Berthed near several other retired capital ships near the end of Sinclair Inlet, Ranger fires the imagination of anyone driving up Highway 3 toward Bremerton.

That included a group of retired Navy veterans who saw a permanent home for the Ranger on the Columbia River, across the river from Clark County in Fairview, Ore.

They identified a site where the carrier could be berthed and formed the nonprofit USS Ranger Foundation to acquire and preserve the mammoth warship, which is 1,046 feet long. More than 130 volunteers, including some Ranger veterans, raised more than $600,000 to get the project started. A land development company donated a 30-acre parcel near Blue Lake Park. Backers produced a study claiming the old carrier would bring 350,000 visitors annually and generate $46 million in economic activity.

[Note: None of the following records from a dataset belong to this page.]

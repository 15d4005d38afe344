//! Cached token matching
//!
//! Decides whether a user's cache can serve a request for a set of scopes
//! without contacting the provider, needs a silent refresh, or cannot help
//! at all. The decision is pure apart from ID token re-verification, which
//! goes through `IdTokenValidator` so this crate stays free of any signing
//! key handling.
//!
//! Matching rules:
//! - OpenID scopes (`openid`, `profile`, `email`, `offline_access`) are
//!   satisfied by the ID token and ignored when comparing scope sets
//! - Access tokens are examined in insertion order; the first whose granted
//!   scopes cover the request decides the outcome, there is no ranking
//! - A cached ID token may have expired since it was stored, so it is
//!   re-verified on every hit

use std::future::Future;
use std::pin::Pin;

use tracing::debug;

use crate::cache::{AccessToken, IdToken, RefreshToken, TokenCache, UserTokens};

/// Scopes answered by the ID token rather than an access token grant.
pub const IDENTITY_SCOPES: &[&str] = &["openid", "profile", "email", "offline_access"];

/// Re-verifies a cached ID token at read time.
///
/// Uses `Pin<Box<dyn Future>>` return types for dyn-compatibility.
pub trait IdTokenValidator: Send + Sync {
    /// Whether `id_token` still verifies (signature, expiry, audience, issuer).
    fn is_valid<'a>(&'a self, id_token: &'a str) -> Pin<Box<dyn Future<Output = bool> + Send + 'a>>;
}

/// A cached access token with an ID token that verified just now.
#[derive(Debug, Clone, PartialEq, Eq)]
pub struct CachedPair {
    pub access_token: AccessToken,
    pub id_token: IdToken,
}

/// Result of searching one user's cached access tokens.
#[derive(Debug, Clone, PartialEq, Eq)]
pub enum CacheLookup {
    /// Valid access token and verified ID token; no network call needed
    Hit(CachedPair),
    /// Matching access token found but unusable; this refresh token can renew it
    Refresh(RefreshToken),
    /// Matching access token found but unusable and nothing to refresh with
    NoUsableToken,
    /// No cached access token covers the requested scopes
    NoMatch,
}

/// What the caller should do next.
#[derive(Debug, Clone, PartialEq, Eq)]
pub enum RefreshPlan {
    CacheHit(CachedPair),
    /// Redeem these refresh tokens in order until one succeeds.
    Refresh { candidates: Vec<RefreshToken> },
    /// Nothing in the cache can produce a token; interactive login needed.
    LoginRequired,
}

/// Requested scopes minus the identity scopes, lowercased.
pub fn resource_scopes(required: &[String]) -> Vec<String> {
    required
        .iter()
        .map(|s| s.to_lowercase())
        .filter(|s| !IDENTITY_SCOPES.contains(&s.as_str()))
        .collect()
}

fn same_triple(home_account_id: &str, client_id: &str, realm: &str, at: &AccessToken) -> bool {
    at.home_account_id == home_account_id && at.client_id == client_id && at.realm == realm
}

/// Search `view` for a token pair for `client_id` covering `required_scopes`.
pub async fn find_cached_tokens(
    view: &UserTokens<'_>,
    client_id: &str,
    required_scopes: &[String],
    validator: &dyn IdTokenValidator,
    now: u64,
) -> CacheLookup {
    let wanted = resource_scopes(required_scopes);

    let matched = view.access_tokens.iter().copied().find(|at| {
        let granted = at.scopes();
        at.client_id == client_id && wanted.iter().all(|s| granted.contains(s))
    });
    let Some(at) = matched else {
        debug!(client_id, scopes = ?wanted, "no cached access token covers scopes");
        return CacheLookup::NoMatch;
    };

    if at.is_valid_at(now) {
        for idt in view.id_tokens.iter().copied() {
            if !same_triple(&idt.home_account_id, &idt.client_id, &idt.realm, at) {
                continue;
            }
            if validator.is_valid(&idt.secret).await {
                return CacheLookup::Hit(CachedPair {
                    access_token: at.clone(),
                    id_token: idt.clone(),
                });
            }
        }
        debug!(home_account_id = %at.home_account_id, "cached ID token no longer verifies");
    } else {
        debug!(home_account_id = %at.home_account_id, expires_on = at.expires_on, "cached access token expired");
    }

    view.refresh_tokens
        .iter()
        .copied()
        .find(|rt| same_triple(&rt.home_account_id, &rt.client_id, &rt.realm, at))
        .map_or(CacheLookup::NoUsableToken, |rt| CacheLookup::Refresh(rt.clone()))
}

/// Decide between a cache hit, a silent refresh and interactive login.
///
/// When the scope search yields nothing usable, the account's own refresh
/// tokens for this client are tried as a fallback, which covers scopes that
/// were never requested before.
pub async fn plan(
    cache: &TokenCache,
    home_account_id: &str,
    client_id: &str,
    required_scopes: &[String],
    validator: &dyn IdTokenValidator,
    now: u64,
) -> RefreshPlan {
    let view = cache.user_tokens(home_account_id);
    let mut candidates = Vec::new();

    match find_cached_tokens(&view, client_id, required_scopes, validator, now).await {
        CacheLookup::Hit(pair) => return RefreshPlan::CacheHit(pair),
        CacheLookup::Refresh(rt) => candidates.push(rt),
        CacheLookup::NoUsableToken | CacheLookup::NoMatch => {}
    }

    if let Some(account) = view.account {
        for rt in view.refresh_tokens.iter().copied() {
            if rt.home_account_id == account.home_account_id
                && rt.client_id == client_id
                && !candidates.contains(rt)
            {
                candidates.push(rt.clone());
            }
        }
    }

    if candidates.is_empty() {
        debug!(home_account_id, "no cached account or refresh token");
        return RefreshPlan::LoginRequired;
    }
    RefreshPlan::Refresh { candidates }
}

Alas, it wasn’t to be. The Ranger won’t fit through the BNSF Railway bridge in Vancouver, which would have to be modified to let the almost 250-feet-wide vessel pass. The Army Corps of Engineers would have had to dredge portions of the river to allow the Ranger, with its 37-foot draft, to make it upriver to its final berth.

Acquiring, restoring and preserving an old warship is a very difficult proposition. In San Diego, a saltwater port and the Navy’s principal West Coast base, backers spent 12 years acquiring the retired carrier USS Midway. Their effort, which was ultimately successful, required a 3,000-page application and 36 different state permits.

In Clark County, an energetic group of volunteers spent more than a decade trying to restore and display PT 659. Made famous by John F. Kennedy’s service aboard PT 109, the World War II-era boats are on the other end of the spectrum from the mighty Ranger. Made of plywood and crewed by a dozen sailors, they were fast attack craft, designed to swoop in and suddenly attack big ships

PT 659 arrived in Vancouver in 1996 from Camp Withycombe, a National Guard base far from the water in Clackamas, Ore. It was stored in various places over the years as committee members worked to find it a permanent home and financial footing. Neither ever materialized, and the rotting boat was sawed into scrap in 2008, though several truckloads of fittings were salvaged to aid in the restoration of another PT boat.

But back to the Ranger and that Associated Press story. According to the Kitsap Sun, a company called International Shipbreaking recently bought the vessel for one cent and will now make arrangements to tow it from Bremerton around Cape Horn to Brownsville, Texas, where it will be dismantled.

Like most other old ships, Ranger’s days will end in a recycling bin. But its name will go down in the history of a nation grateful for the service of its thousands of sailors.